TASK GOAL
Give every line of the data again, exactly.

SOURCE DATA
>>>
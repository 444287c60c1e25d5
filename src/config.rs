//! Session configuration.
//!
//! Everything here is fixed when a [`Magnetometer`](crate::Magnetometer) is
//! created; none of it can change mid-session.

use std::time::Duration;

use serde::{Deserialize, Serialize};

const BAUD_RATE: u32 = 115_200;
const READ_TIMEOUT: Duration = Duration::from_secs(1);
const WRITE_TIMEOUT: Duration = Duration::from_secs(10);
const STATUS_READ_SIZE: usize = 1000;

/// Command delay to ensure device processes the command
const COMMAND_DELAY: Duration = Duration::from_millis(50);
const POLL_INTERVAL: Duration = Duration::from_millis(100);
const STATUS_RETRY_BUDGET: u32 = 5;
const RETRY_DELAY: Duration = Duration::from_millis(100);
const ACK_TIMEOUT: Duration = Duration::from_secs(10);
const CALIBRATION_TIMEOUT: Duration = Duration::from_secs(100);
const ZERO_SETTLE: Duration = Duration::from_secs(5);
const ACQUISITION_READ_ATTEMPTS: u32 = 10;

/// Nominal rate of the digital field stream.
pub const FIELD_SAMPLE_RATE_HZ: f64 = 200.0;
/// Nominal rate of the offset stream emitted while field zeroing.
pub const OFFSET_SAMPLE_RATE_HZ: f64 = 7.5;

#[derive(Debug, Clone, Copy, PartialEq, Eq, Default, Serialize, Deserialize)]
#[serde(rename_all = "lowercase")]
pub enum Parity {
    #[default]
    None,
    Odd,
    Even,
}

impl From<Parity> for serialport::Parity {
    fn from(p: Parity) -> Self {
        match p {
            Parity::None => serialport::Parity::None,
            Parity::Odd => serialport::Parity::Odd,
            Parity::Even => serialport::Parity::Even,
        }
    }
}

#[derive(Debug, Clone, Copy, PartialEq, Eq, Default, Serialize, Deserialize)]
pub enum StopBits {
    #[default]
    One,
    Two,
}

impl From<StopBits> for serialport::StopBits {
    fn from(s: StopBits) -> Self {
        match s {
            StopBits::One => serialport::StopBits::One,
            StopBits::Two => serialport::StopBits::Two,
        }
    }
}

/// Serial link parameters.
#[derive(Debug, Clone, PartialEq, Serialize, Deserialize)]
pub struct SerialSettings {
    pub baud_rate: u32,
    pub data_bits: u8,
    pub parity: Parity,
    pub stop_bits: StopBits,
    /// Upper bound on any single read. Reads are never unbounded.
    pub read_timeout: Duration,
    pub write_timeout: Duration,
    /// Size of one status block read, in bytes.
    pub status_read_size: usize,
}

impl Default for SerialSettings {
    fn default() -> Self {
        Self {
            baud_rate: BAUD_RATE,
            data_bits: 8,
            parity: Parity::None,
            stop_bits: StopBits::One,
            read_timeout: READ_TIMEOUT,
            write_timeout: WRITE_TIMEOUT,
            status_read_size: STATUS_READ_SIZE,
        }
    }
}

impl SerialSettings {
    pub(crate) fn serialport_data_bits(&self) -> serialport::DataBits {
        match self.data_bits {
            5 => serialport::DataBits::Five,
            6 => serialport::DataBits::Six,
            7 => serialport::DataBits::Seven,
            _ => serialport::DataBits::Eight,
        }
    }
}

/// Timing and retry policy for the control procedures.
#[derive(Debug, Clone, PartialEq, Serialize, Deserialize)]
pub struct DriverConfig {
    pub serial: SerialSettings,
    /// Pause after every command write.
    pub command_delay: Duration,
    /// Pause between status polls in startup and monitor loops.
    pub poll_interval: Duration,
    /// Status reads attempted before a polling loop escalates to `Error`.
    pub status_retry_budget: u32,
    /// First backoff delay; doubled per attempt up to 8x.
    pub retry_delay: Duration,
    /// How long to wait for the device to acknowledge a mode change.
    pub ack_timeout: Duration,
    pub calibration_timeout: Duration,
    /// Settle period of the chained start when zeroing has no enabled threshold.
    pub zero_settle: Duration,
    /// Consecutive reads without a new sample before `AcquisitionTimeout`.
    pub acquisition_read_attempts: u32,
    pub offset_samples_per_cycle: usize,
    pub field_sample_rate_hz: f64,
    pub offset_sample_rate_hz: f64,
}

impl Default for DriverConfig {
    fn default() -> Self {
        Self {
            serial: SerialSettings::default(),
            command_delay: COMMAND_DELAY,
            poll_interval: POLL_INTERVAL,
            status_retry_budget: STATUS_RETRY_BUDGET,
            retry_delay: RETRY_DELAY,
            ack_timeout: ACK_TIMEOUT,
            calibration_timeout: CALIBRATION_TIMEOUT,
            zero_settle: ZERO_SETTLE,
            acquisition_read_attempts: ACQUISITION_READ_ATTEMPTS,
            offset_samples_per_cycle: 1,
            field_sample_rate_hz: FIELD_SAMPLE_RATE_HZ,
            offset_sample_rate_hz: OFFSET_SAMPLE_RATE_HZ,
        }
    }
}

impl DriverConfig {
    /// Backoff before retry number `attempt` (1-based).
    pub(crate) fn backoff(&self, attempt: u32) -> Duration {
        self.retry_delay * (1 << attempt.saturating_sub(1).min(3))
    }
}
<<<
EXERCISE OUTPUT
repository 444287c60c1e25d5
filename src/config.rs
//! Session configuration.
//!
//! Everything here is fixed when a [`Magnetometer`](crate::Magnetometer) is
//! created; none of it can change mid-session.

use std::time::Duration;

use serde::{Deserialize, Serialize};

const BAUD_RATE: u32 = 115_200;
const READ_TIMEOUT: Duration = Duration::from_secs(1);
const WRITE_TIMEOUT: Duration = Duration::from_secs(10);
const STATUS_READ_SIZE: usize = 1000;

/// Command delay to ensure device processes the command
const COMMAND_DELAY: Duration = Duration::from_millis(50);
const POLL_INTERVAL: Duration = Duration::from_millis(100);
const STATUS_RETRY_BUDGET: u32 = 5;
const RETRY_DELAY: Duration = Duration::from_millis(100);
const ACK_TIMEOUT: Duration = Duration::from_secs(10);
const CALIBRATION_TIMEOUT: Duration = Duration::from_secs(100);
const ZERO_SETTLE: Duration = Duration::from_secs(5);
const ACQUISITION_READ_ATTEMPTS: u32 = 10;

/// Nominal rate of the digital field stream.
pub const FIELD_SAMPLE_RATE_HZ: f64 = 200.0;
/// Nominal rate of the offset stream emitted while field zeroing.
pub const OFFSET_SAMPLE_RATE_HZ: f64 = 7.5;

#[derive(Debug, Clone, Copy, PartialEq, Eq, Default, Serialize, Deserialize)]
#[serde(rename_all = "lowercase")]
pub enum Parity {
    #[default]
    None,
    Odd,
    Even,
}

impl From<Parity> for serialport::Parity {
    fn from(p: Parity) -> Self {
        match p {
            Parity::None => serialport::Parity::None,
            Parity::Odd => serialport::Parity::Odd,
            Parity::Even => serialport::Parity::Even,
        }
    }
}

#[derive(Debug, Clone, Copy, PartialEq, Eq, Default, Serialize, Deserialize)]
pub enum StopBits {
    #[default]
    One,
    Two,
}

impl From<StopBits> for serialport::StopBits {
    fn from(s: StopBits) -> Self {
        match s {
            StopBits::One => serialport::StopBits::One,
            StopBits::Two => serialport::StopBits::Two,
        }
    }
}

/// Serial link parameters.
#[derive(Debug, Clone, PartialEq, Serialize, Deserialize)]
pub struct SerialSettings {
    pub baud_rate: u32,
    pub data_bits: u8,
    pub parity: Parity,
    pub stop_bits: StopBits,
    /// Upper bound on any single read. Reads are never unbounded.
    pub read_timeout: Duration,
    pub write_timeout: Duration,
    /// Size of one status block read, in bytes.
    pub status_read_size: usize,
}

impl Default for SerialSettings {
    fn default() -> Self {
        Self {
            baud_rate: BAUD_RATE,
            data_bits: 8,
            parity: Parity::None,
            stop_bits: StopBits::One,
            read_timeout: READ_TIMEOUT,
            write_timeout: WRITE_TIMEOUT,
            status_read_size: STATUS_READ_SIZE,
        }
    }
}

impl SerialSettings {
    pub(crate) fn serialport_data_bits(&self) -> serialport::DataBits {
        match self.data_bits {
            5 => serialport::DataBits::Five,
            6 => serialport::DataBits::Six,
            7 => serialport::DataBits::Seven,
            _ => serialport::DataBits::Eight,
        }
    }
}

/// Timing and retry policy for the control procedures.
#[derive(Debug, Clone, PartialEq, Serialize, Deserialize)]
pub struct DriverConfig {
    pub serial: SerialSettings,
    /// Pause after every command write.
    pub command_delay: Duration,
    /// Pause between status polls in startup and monitor loops.
    pub poll_interval: Duration,
    /// Status reads attempted before a polling loop escalates to `Error`.
    pub status_retry_budget: u32,
    /// First backoff delay; doubled per attempt up to 8x.
    pub retry_delay: Duration,
    /// How long to wait for the device to acknowledge a mode change.
    pub ack_timeout: Duration,
    pub calibration_timeout: Duration,
    /// Settle period of the chained start when zeroing has no enabled threshold.
    pub zero_settle: Duration,
    /// Consecutive reads without a new sample before `AcquisitionTimeout`.
    pub acquisition_read_attempts: u32,
    pub offset_samples_per_cycle: usize,
    pub field_sample_rate_hz: f64,
    pub offset_sample_rate_hz: f64,
}

impl Default for DriverConfig {
    fn default() -> Self {
        Self {
            serial: SerialSettings::default(),
            command_delay: COMMAND_DELAY,
            poll_interval: POLL_INTERVAL,
            status_retry_budget: STATUS_RETRY_BUDGET,
            retry_delay: RETRY_DELAY,
            ack_timeout: ACK_TIMEOUT,
            calibration_timeout: CALIBRATION_TIMEOUT,
            zero_settle: ZERO_SETTLE,
            acquisition_read_attempts: ACQUISITION_READ_ATTEMPTS,
            offset_samples_per_cycle: 1,
            field_sample_rate_hz: FIELD_SAMPLE_RATE_HZ,
            offset_sample_rate_hz: OFFSET_SAMPLE_RATE_HZ,
        }
    }
}

impl DriverConfig {
    /// Backoff before retry number `attempt` (1-based).
    pub(crate) fn backoff(&self, attempt: u32) -> Duration {
        self.retry_delay * (1 << attempt.saturating_sub(1).min(3))
    }
}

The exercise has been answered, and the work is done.